It's cheesy mid-eighties rock and as such is hard to recommend to anyone who didn't discover it close to the era, or someone who isn't interested in the musician's career as a whole. It's not quite hair-metal, but it's definitely girlfriend-metal. You know what I mean. 'Nuff said.
The new Ministry album proves once again that the band made their last good album in 1992 (ΚΕΦΑΛΗΞΘ). Relapse is a boring mesh of diluted Filth Pig (1996) riffs and some very obvious filler that Al appears to have had left over from his other projects. The cover of SOD's 'United Forces' made me want to listen to Slayer, that's the only positive thing I can muster to say about the album. Did Ministry get tired or did I get tired of Ministry? Or both?

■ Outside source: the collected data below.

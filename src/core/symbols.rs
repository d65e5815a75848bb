//! Resolved symbol table
//!
//! Produced by an external resolver alongside the syntax tree. Symbols are
//! read-only for the duration of a pass. Unresolved references are modeled
//! as `None` and never treated as errors: a reference that cannot be
//! resolved simply never matches.

use std::collections::{HashMap, HashSet, VecDeque};

use super::types::Span;

/// An annotation as seen by the resolver; `class_name` is `None` when the
/// annotation class reference did not resolve
#[derive(Debug, Clone, PartialEq, Eq)]
pub struct AnnotationBinding {
    pub class_name: Option<String>,
    pub arguments: Vec<String>,
}

impl AnnotationBinding {
    pub fn resolved(class_name: impl Into<String>) -> Self {
        Self {
            class_name: Some(class_name.into()),
            arguments: Vec::new(),
        }
    }

    pub fn unresolved() -> Self {
        Self {
            class_name: None,
            arguments: Vec::new(),
        }
    }

    pub fn with_arguments(mut self, arguments: impl IntoIterator<Item = impl Into<String>>) -> Self {
        self.arguments = arguments.into_iter().map(|a| a.into()).collect();
        self
    }
}

/// A resolved type declaration
#[derive(Debug, Clone, PartialEq, Eq)]
pub struct TypeSymbol {
    pub name: String,
    /// Directly declared interfaces, fully qualified
    pub declared_interfaces: Vec<String>,
    pub annotations: Vec<AnnotationBinding>,
    /// Primary declaration location in the tree generation
    pub location: Span,
}

impl TypeSymbol {
    pub fn new(name: impl Into<String>, location: Span) -> Self {
        Self {
            name: name.into(),
            declared_interfaces: Vec::new(),
            annotations: Vec::new(),
            location,
        }
    }

    pub fn with_interfaces(
        mut self,
        interfaces: impl IntoIterator<Item = impl Into<String>>,
    ) -> Self {
        self.declared_interfaces = interfaces.into_iter().map(|i| i.into()).collect();
        self
    }

    pub fn with_annotation(mut self, annotation: AnnotationBinding) -> Self {
        self.annotations.push(annotation);
        self
    }
}

/// Symbol table for one analysis pass: type symbols plus the
/// interface-extends graph used to flatten interface sets transitively
#[derive(Debug, Default)]
pub struct SymbolTable {
    /// interface name -> interfaces it extends
    interfaces: HashMap<String, Vec<String>>,
    types: Vec<TypeSymbol>,
}

impl SymbolTable {
    pub fn new() -> Self {
        Self::default()
    }

    pub fn add_interface(
        &mut self,
        name: impl Into<String>,
        extends: impl IntoIterator<Item = impl Into<String>>,
    ) {
        self.interfaces
            .insert(name.into(), extends.into_iter().map(|e| e.into()).collect());
    }

    pub fn add_type(&mut self, symbol: TypeSymbol) {
        self.types.push(symbol);
    }

    pub fn types(&self) -> &[TypeSymbol] {
        &self.types
    }

    /// Transitive closure of a symbol's declared interfaces.
    ///
    /// Cycle-safe; interfaces absent from the extends graph are included
    /// as leaves rather than rejected.
    pub fn all_interfaces(&self, symbol: &TypeSymbol) -> HashSet<String> {
        let mut seen: HashSet<String> = HashSet::new();
        let mut queue: VecDeque<String> = symbol.declared_interfaces.iter().cloned().collect();

        while let Some(name) = queue.pop_front() {
            if !seen.insert(name.clone()) {
                continue;
            }
            if let Some(extends) = self.interfaces.get(&name) {
                for parent in extends {
                    queue.push_back(parent.clone());
                }
            }
        }

        seen
    }

    /// Whether the symbol implements `interface_name`, directly or through
    /// any chain of intermediate interfaces
    pub fn implements(&self, symbol: &TypeSymbol, interface_name: &str) -> bool {
        self.all_interfaces(symbol).contains(interface_name)
    }
}

#[cfg(test)]
mod tests {
    use super::*;
    use crate::core::types::Span;

    fn span() -> Span {
        Span::single_line(1, 1, 30)
    }

    #[test]
    fn test_direct_interface() {
        let mut table = SymbolTable::new();
        let symbol = TypeSymbol::new("Widget", span()).with_interfaces(["Core.IWidget"]);
        table.add_type(symbol.clone());

        assert!(table.implements(&symbol, "Core.IWidget"));
        assert!(!table.implements(&symbol, "Core.IOther"));
    }

    #[test]
    fn test_transitive_interface() {
        let mut table = SymbolTable::new();
        table.add_interface("Core.IValidator", ["Core.IComponent"]);
        table.add_interface("Core.IComponent", ["Core.INamed"]);

        let symbol = TypeSymbol::new("OrderValidator", span()).with_interfaces(["Core.IValidator"]);

        let all = table.all_interfaces(&symbol);
        assert!(all.contains("Core.IValidator"));
        assert!(all.contains("Core.IComponent"));
        assert!(all.contains("Core.INamed"));
        assert!(table.implements(&symbol, "Core.INamed"));
    }

    #[test]
    fn test_interface_cycle_terminates() {
        let mut table = SymbolTable::new();
        table.add_interface("A", ["B"]);
        table.add_interface("B", ["A"]);

        let symbol = TypeSymbol::new("Looped", span()).with_interfaces(["A"]);
        let all = table.all_interfaces(&symbol);
        assert_eq!(all.len(), 2);
    }

    #[test]
    fn test_unknown_interface_kept_as_leaf() {
        let table = SymbolTable::new();
        let symbol = TypeSymbol::new("Orphan", span()).with_interfaces(["Vendor.IUnknown"]);

        // no extends entry for Vendor.IUnknown; it still counts
        assert!(table.implements(&symbol, "Vendor.IUnknown"));
    }

    #[test]
    fn test_annotation_binding_builders() {
        let resolved = AnnotationBinding::resolved("SerializableAttribute")
            .with_arguments(["true"]);
        assert_eq!(
            resolved.class_name.as_deref(),
            Some("SerializableAttribute")
        );
        assert_eq!(resolved.arguments, vec!["true"]);

        let unresolved = AnnotationBinding::unresolved();
        assert!(unresolved.class_name.is_none());
    }
}
//! Fix infrastructure: rewrite engine and canonical formatter

pub mod engine;
pub mod format;

pub use engine::{screaming_case, FixError, RewriteEngine};
pub use format::CanonicalFormatter;
//! Analysis rules
//!
//! Each rule declares a descriptor (stable id, severity, message template,
//! and the node/symbol kinds it observes) and is evaluated over one
//! immutable tree generation. The registry is an explicitly constructed
//! value handed to the entry points at startup; there is no process-wide
//! rule state.

pub mod brace_omission;
pub mod required_attribute;

pub use brace_omission::BraceOmissionRule;
pub use required_attribute::RequiredAttributeRule;

use log::debug;
use rayon::prelude::*;
use regex::Regex;
use std::sync::LazyLock;

use crate::config::Config;
use crate::core::{AnalysisResult, CancelToken, Reporter, Severity, SymbolTable, SyntaxTree};

/// Node/symbol kinds a rule wants to observe, so a hosting dispatcher can
/// invoke it only where relevant
#[derive(Debug, Clone, Copy, PartialEq, Eq, Hash)]
pub enum NodeInterest {
    Conditional,
    Loop,
    ResourceScope,
    TypeSymbol,
}

/// Static description of a rule
#[derive(Debug, Clone)]
pub struct RuleDescriptor {
    /// Stable rule identifier (e.g., "SA1503")
    pub id: &'static str,
    /// Short machine-friendly name
    pub name: &'static str,
    pub severity: Severity,
    /// Message template with positional `{0}`-style arguments
    pub message_template: &'static str,
    pub interests: &'static [NodeInterest],
}

static TEMPLATE_ARG: LazyLock<Regex> = LazyLock::new(|| Regex::new(r"\{(\d+)\}").unwrap());

/// Render a message template against positional arguments; unknown
/// placeholders render as empty
pub fn render_message(template: &str, args: &[String]) -> String {
    TEMPLATE_ARG
        .replace_all(template, |caps: &regex::Captures| {
            caps[1]
                .parse::<usize>()
                .ok()
                .and_then(|i| args.get(i).cloned())
                .unwrap_or_default()
        })
        .into_owned()
}

/// Trait for analysis rules
pub trait Rule: Send + Sync {
    fn descriptor(&self) -> &RuleDescriptor;

    /// Evaluate the rule over one tree generation, appending findings to
    /// the reporter. Never fails: malformed-but-parseable input at worst
    /// produces no diagnostic for that node.
    fn analyze(
        &self,
        tree: &SyntaxTree,
        symbols: &SymbolTable,
        reporter: &Reporter,
        cancel: &CancelToken,
    );
}

/// Immutable set of rules for one analysis configuration
#[derive(Default)]
pub struct RuleRegistry {
    rules: Vec<Box<dyn Rule>>,
}

impl RuleRegistry {
    pub fn new() -> Self {
        Self::default()
    }

    /// Both built-in rules, configured from `config`
    pub fn with_default_rules(config: &Config) -> Self {
        let mut registry = Self::new();
        registry.register(Box::new(BraceOmissionRule::new()));
        registry.register(Box::new(RequiredAttributeRule::new(
            config.required_attribute.marker_interface.clone(),
            config.required_attribute.attribute_class.clone(),
        )));
        registry
    }

    pub fn register(&mut self, rule: Box<dyn Rule>) {
        self.rules.push(rule);
    }

    pub fn len(&self) -> usize {
        self.rules.len()
    }

    pub fn is_empty(&self) -> bool {
        self.rules.is_empty()
    }

    pub fn descriptors(&self) -> impl Iterator<Item = &RuleDescriptor> {
        self.rules.iter().map(|r| r.descriptor())
    }

    /// Run every rule sequentially, in registration order
    pub fn run(
        &self,
        tree: &SyntaxTree,
        symbols: &SymbolTable,
        cancel: &CancelToken,
    ) -> AnalysisResult {
        let reporter = Reporter::new();
        for rule in &self.rules {
            if cancel.is_cancelled() {
                break;
            }
            debug!("running rule {}", rule.descriptor().id);
            rule.analyze(tree, symbols, &reporter, cancel);
        }
        reporter.into_result()
    }

    /// Run every rule in parallel; analysis is read-only over immutable
    /// nodes/symbols, so rules need no coordination beyond the reporter
    pub fn run_parallel(
        &self,
        tree: &SyntaxTree,
        symbols: &SymbolTable,
        cancel: &CancelToken,
    ) -> AnalysisResult {
        let reporter = Reporter::new();
        self.rules.par_iter().for_each(|rule| {
            if cancel.is_cancelled() {
                return;
            }
            debug!("running rule {}", rule.descriptor().id);
            rule.analyze(tree, symbols, &reporter, cancel);
        });
        reporter.into_result()
    }
}
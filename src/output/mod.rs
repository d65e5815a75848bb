//! Output formatters for analysis results

mod json;
mod text;

pub use json::JsonFormatter;
pub use text::TextFormatter;

use crate::core::{AnalysisResult, Diagnostic};

/// Output format options
#[derive(Debug, Clone, Copy, PartialEq, Eq)]
pub enum OutputFormat {
    Text,
    Json,
}

impl std::str::FromStr for OutputFormat {
    type Err = String;

    fn from_str(s: &str) -> Result<Self, Self::Err> {
        match s.to_lowercase().as_str() {
            "text" => Ok(Self::Text),
            "json" => Ok(Self::Json),
            _ => Err(format!("Unknown format: {}", s)),
        }
    }
}

/// Trait for output formatters
pub trait Formatter {
    /// Format a full analysis result
    fn format(&self, result: &AnalysisResult) -> String;

    /// Format a single diagnostic (for streaming output)
    fn format_diagnostic(&self, diagnostic: &Diagnostic) -> String;
}

/// Get a formatter for the specified format
pub fn get_formatter(format: OutputFormat, colored: bool) -> Box<dyn Formatter> {
    match format {
        OutputFormat::Text => Box::new(TextFormatter::new(colored)),
        OutputFormat::Json => Box::new(JsonFormatter::new()),
    }
}
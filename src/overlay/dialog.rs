//! Modal dialog root.

use std::rc::Rc;

use ratatui::crossterm::event::{KeyCode, KeyEvent, KeyEventKind};

use super::context::{OverlayContext, OverlayKind, Scope};
use super::scroll_lock::Document;

/// A modal overlay that suppresses page scrolling while open.
///
/// Content is labelled by the trigger and exposes `role=dialog` with
/// `aria-modal=true`. Dropping the dialog releases its scroll lock.
#[derive(Debug)]
pub struct Dialog {
	context: OverlayContext,
}

impl Dialog {
	pub fn new(document: Document) -> Self {
		let context = OverlayContext::new(OverlayKind::Dialog);
		context.set_document(document);
		Self { context }
	}

	#[must_use]
	pub fn on_open_change(self, handler: impl Fn(bool) + 'static) -> Self {
		self.context.set_on_open_change(Rc::new(handler));
		self
	}

	pub fn context(&self) -> &OverlayContext {
		&self.context
	}

	/// Scope for the dialog's sub-views.
	pub fn scope(&self, parent: &Scope) -> Scope {
		parent.provide(&self.context)
	}

	pub fn is_open(&self) -> bool {
		self.context.is_open()
	}

	pub fn open(&self) -> bool {
		self.context.set_open(true)
	}

	pub fn close(&self) -> bool {
		self.context.set_open(false)
	}

	/// Click on the backdrop behind the dialog.
	pub fn click_overlay(&self) -> bool {
		self.close()
	}

	/// Built-in close button in the dialog's corner.
	pub fn click_close_button(&self) -> bool {
		self.close()
	}

	/// Returns `true` when the key closed the dialog.
	pub fn handle_key(&self, key: &KeyEvent) -> bool {
		key.kind != KeyEventKind::Release && key.code == KeyCode::Esc && self.close()
	}
}
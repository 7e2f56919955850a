use serde::{Deserialize, Serialize};

/// A batch of per-collection searches dispatched in one round trip.
#[derive(Debug, Clone, Default, PartialEq, Eq, Serialize, Deserialize)]
pub struct MultiSearchRequest {
	pub searches: Vec<CollectionQuery>,
}

impl MultiSearchRequest {
	/// Number of collections addressed by this request.
	#[must_use]
	pub fn len(&self) -> usize {
		self.searches.len()
	}

	#[must_use]
	pub fn is_empty(&self) -> bool {
		self.searches.is_empty()
	}
}

/// Parameters for a single collection search.
///
/// Field names follow the backend's wire format; comma-separated lists are
/// kept as strings because that is what the backend expects.
#[derive(Debug, Clone, PartialEq, Eq, Serialize, Deserialize)]
pub struct CollectionQuery {
	pub collection: String,
	pub q: String,
	pub query_by: String,
	#[serde(default, skip_serializing_if = "Option::is_none")]
	pub query_by_weights: Option<String>,
	pub per_page: usize,
	pub page: usize,
	pub prefix: bool,
	pub highlight_full_fields: String,
	pub highlight_affix_num_tokens: usize,
	pub highlight_start_tag: String,
	pub highlight_end_tag: String,
	pub drop_tokens_threshold: usize,
	pub num_typos: usize,
}

impl CollectionQuery {
	/// Split `query_by` into individual field names.
	pub fn fields(&self) -> impl Iterator<Item = &str> {
		self.query_by
			.split(',')
			.map(str::trim)
			.filter(|field| !field.is_empty())
	}
}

Nirvana were chosen by the media as the face of the Seattle grunge sound, but AiC wrote better songs with deeper content. Fuck Nirvana. Up the Chains! The Music Bank collection was for die-hard fans and was both supremely awesome and slap-in-the-face insulting. It includes demos and unreleased material alongside previous album material; the demos are great but the album stuff we'd already bought (more than once!). Disc 1 has one new track, some demos, six tracks from Facelift (1990) and two from Sap (1992). The music is what I'm scoring, regardless of where it originated, and on that note it's all good. All of it.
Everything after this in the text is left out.